WHAT IS EXPECTED: Look through the listing below and report every line that contains "StaticApplicator".

======== INPUT DATA ========

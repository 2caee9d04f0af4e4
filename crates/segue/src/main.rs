use std::path::{Path, PathBuf};
use std::sync::Arc;
use std::time::Duration;

use anyhow::Context;
use clap::{Parser, Subcommand};
use parking_lot::Mutex;
use segue_core::{
    normalize_sheet, start_slide, CueAction, CueEngine, CueRunner, CueSheet, CueStudio,
    FsSheetSource, ManualClock, NullClock, PlayerSettings, PresetLibrary, SettingsManager,
    SlideStart, StaticApplicator, TargetRef,
};
use segue_stage::{ElementSpec, Stage};

/// Headless driver for the slide cue runtime: validate cue sheets, replay
/// them against a stage description, or bring a whole slide up the way the
/// player does.
#[derive(Parser, Debug)]
#[command(name = "segue")]
#[command(about = "Segue slide cue runtime")]
struct Args {
    #[command(subcommand)]
    command: Command,
}

#[derive(Subcommand, Debug)]
enum Command {
    /// Validate a cue sheet file and print the normalized timeline
    Check {
        /// Cue sheet JSON file
        sheet: PathBuf,
    },
    /// Replay a cue sheet against a stage description with a scripted clock
    Preview {
        /// Cue sheet JSON file
        sheet: PathBuf,
        /// Stage description JSON file (element tree)
        stage: PathBuf,
        /// Clock samples in seconds, in order; a drop means a seek
        #[arg(long, value_delimiter = ',', default_value = "0,1,2,3,4,5")]
        clock: Vec<f64>,
    },
    /// Start a slide the way the player does: cue sheet candidates first,
    /// entrance fallback otherwise
    Slide {
        /// Stage description JSON file (element tree)
        stage: PathBuf,
        /// Directory holding cue sheet JSON files (overrides settings)
        #[arg(long)]
        cues_dir: Option<PathBuf>,
        /// Player settings file
        #[arg(long)]
        settings: Option<PathBuf>,
        /// How long to let the engine run, in seconds
        #[arg(long, default_value = "3.0")]
        run_secs: f64,
    },
    /// Rewrite a cue sheet through the authoring model: normalized
    /// spellings, sorted cues, canonical field order
    Fmt {
        /// Cue sheet JSON file
        sheet: PathBuf,
    },
}

#[tokio::main]
async fn main() -> Result<(), anyhow::Error> {
    env_logger::init();
    let args = Args::parse();

    match args.command {
        Command::Check { sheet } => check_sheet(&sheet),
        Command::Preview {
            sheet,
            stage,
            clock,
        } => preview(&sheet, &stage, &clock),
        Command::Slide {
            stage,
            cues_dir,
            settings,
            run_secs,
        } => run_slide(&stage, cues_dir, settings, run_secs).await,
        Command::Fmt { sheet } => fmt_sheet(&sheet),
    }
}

fn load_sheet(path: &Path) -> Result<CueSheet, anyhow::Error> {
    let text = std::fs::read_to_string(path)
        .with_context(|| format!("reading cue sheet {}", path.display()))?;
    let raw: serde_json::Value = serde_json::from_str(&text)
        .with_context(|| format!("parsing cue sheet {}", path.display()))?;
    normalize_sheet(&raw)
        .with_context(|| format!("cue sheet {} is not sheet-shaped", path.display()))
}

fn load_stage(path: &Path) -> Result<(Stage, segue_stage::ElementId), anyhow::Error> {
    let text = std::fs::read_to_string(path)
        .with_context(|| format!("reading stage description {}", path.display()))?;
    let spec: ElementSpec = serde_json::from_str(&text)
        .with_context(|| format!("parsing stage description {}", path.display()))?;
    Ok(Stage::from_spec(&spec))
}

fn check_sheet(path: &Path) -> Result<(), anyhow::Error> {
    let sheet = load_sheet(path)?;

    println!("Cue sheet: {}", path.display());
    println!("Follow voiceover: {}", sheet.follow_voiceover);
    println!("Poll interval: {}ms", sheet.poll_ms);
    println!("Valid cues: {}", sheet.cues.len());
    for cue in &sheet.cues {
        println!(
            "  {:>7.2}s  {:<11}  {}",
            cue.at,
            action_label(&cue.action),
            target_label(&cue.target)
        );
    }
    Ok(())
}

fn preview(sheet_path: &Path, stage_path: &Path, clock_samples: &[f64]) -> Result<(), anyhow::Error> {
    let sheet = load_sheet(sheet_path)?;
    let (mut stage, root) = load_stage(stage_path)?;

    let engine = CueEngine::start(
        &mut stage,
        root,
        sheet,
        PresetLibrary::builtin(),
        Box::new(StaticApplicator::new()),
    );
    let mut engine = match engine {
        Ok(engine) => engine,
        Err(_) => anyhow::bail!("engine declined to start (no cues matched the stage)"),
    };

    let clock = ManualClock::new();
    let mut last_sample = 0.0_f64;
    for &sample in clock_samples {
        let before = engine.next_cue_index();
        clock.set(sample);
        engine.tick(&mut stage, &clock);
        let after = engine.next_cue_index();
        let note = if sample + segue_core::CLOCK_EPSILON_SECS < last_sample {
            format!("rewound, replayed {}", after)
        } else {
            format!("applied {}", after.saturating_sub(before))
        };
        last_sample = sample;
        println!("t={:<8.3} {:<20} next cue index {}", sample, note, after);
    }

    print_node_states(&stage, &engine.tracked_nodes());
    Ok(())
}

async fn run_slide(
    stage_path: &Path,
    cues_dir: Option<PathBuf>,
    settings_path: Option<PathBuf>,
    run_secs: f64,
) -> Result<(), anyhow::Error> {
    let settings = match settings_path {
        Some(path) => SettingsManager::new(Some(path))
            .load()
            .context("loading player settings")?,
        None => PlayerSettings::default(),
    };
    let cues_dir = cues_dir.unwrap_or(settings.cue_sheet_dir);

    let (stage, root) = load_stage(stage_path)?;
    let stage = Arc::new(Mutex::new(stage));
    let source = FsSheetSource::new(cues_dir);
    let presets = PresetLibrary::builtin();

    let outcome = {
        let mut stage = stage.lock();
        start_slide(
            &mut stage,
            root,
            &source,
            &presets,
            Box::new(StaticApplicator::new()),
        )
        .await
    };

    match outcome {
        SlideStart::Intro => {
            println!("No usable cue sheet; entrance fallback ran.");
        }
        SlideStart::Engine(engine) => {
            let nodes = engine.tracked_nodes();
            println!(
                "Cue engine armed ({} cues); running for {:.1}s...",
                engine.sheet().cues.len(),
                run_secs
            );

            // no transport here, so the engine runs off its local clock
            let runner = CueRunner::spawn(engine, Arc::clone(&stage), Arc::new(NullClock));
            tokio::time::sleep(Duration::from_secs_f64(run_secs.max(0.0))).await;
            runner.dispose().await;

            print_node_states(&stage.lock(), &nodes);
        }
    }
    Ok(())
}

fn fmt_sheet(path: &Path) -> Result<(), anyhow::Error> {
    let text = std::fs::read_to_string(path)
        .with_context(|| format!("reading cue sheet {}", path.display()))?;
    let raw: serde_json::Value = serde_json::from_str(&text)
        .with_context(|| format!("parsing cue sheet {}", path.display()))?;

    let slide_id = path
        .file_stem()
        .map(|stem| stem.to_string_lossy().into_owned())
        .unwrap_or_default();
    let mut studio = CueStudio::new(slide_id);
    let kept = studio.load_document(&raw, &path.display().to_string());
    log::debug!("kept {} cue(s) from {}", kept, path.display());

    println!("{}", studio.to_json_string());
    Ok(())
}

fn print_node_states(stage: &Stage, nodes: &[segue_stage::ElementId]) {
    println!("Final node states:");
    for &id in nodes {
        let element = stage.element(id);
        let label = element
            .attr("data-anim-key")
            .or_else(|| element.id.clone())
            .unwrap_or_else(|| element.tag.clone());
        println!(
            "  {:<16} classes=[{}] style=\"{}\"",
            label,
            element.classes.join(" "),
            element.style_text().unwrap_or_default()
        );
    }
}

fn action_label(action: &CueAction) -> &'static str {
    match action {
        CueAction::In { .. } => "in",
        CueAction::Out { .. } => "out",
        CueAction::Set { .. } => "set",
        CueAction::ClassAdd { .. } => "classAdd",
        CueAction::ClassRemove { .. } => "classRemove",
    }
}

fn target_label(target: &TargetRef) -> String {
    match target {
        TargetRef::Key(key) => key.clone(),
        TargetRef::Selector(selector) => format!("selector {}", selector),
    }
}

========

ANSWER TO THE PROBLEM:
    SlideStart, StaticApplicator, TargetRef,
        Box::new(StaticApplicator::new()),
            Box::new(StaticApplicator::new()),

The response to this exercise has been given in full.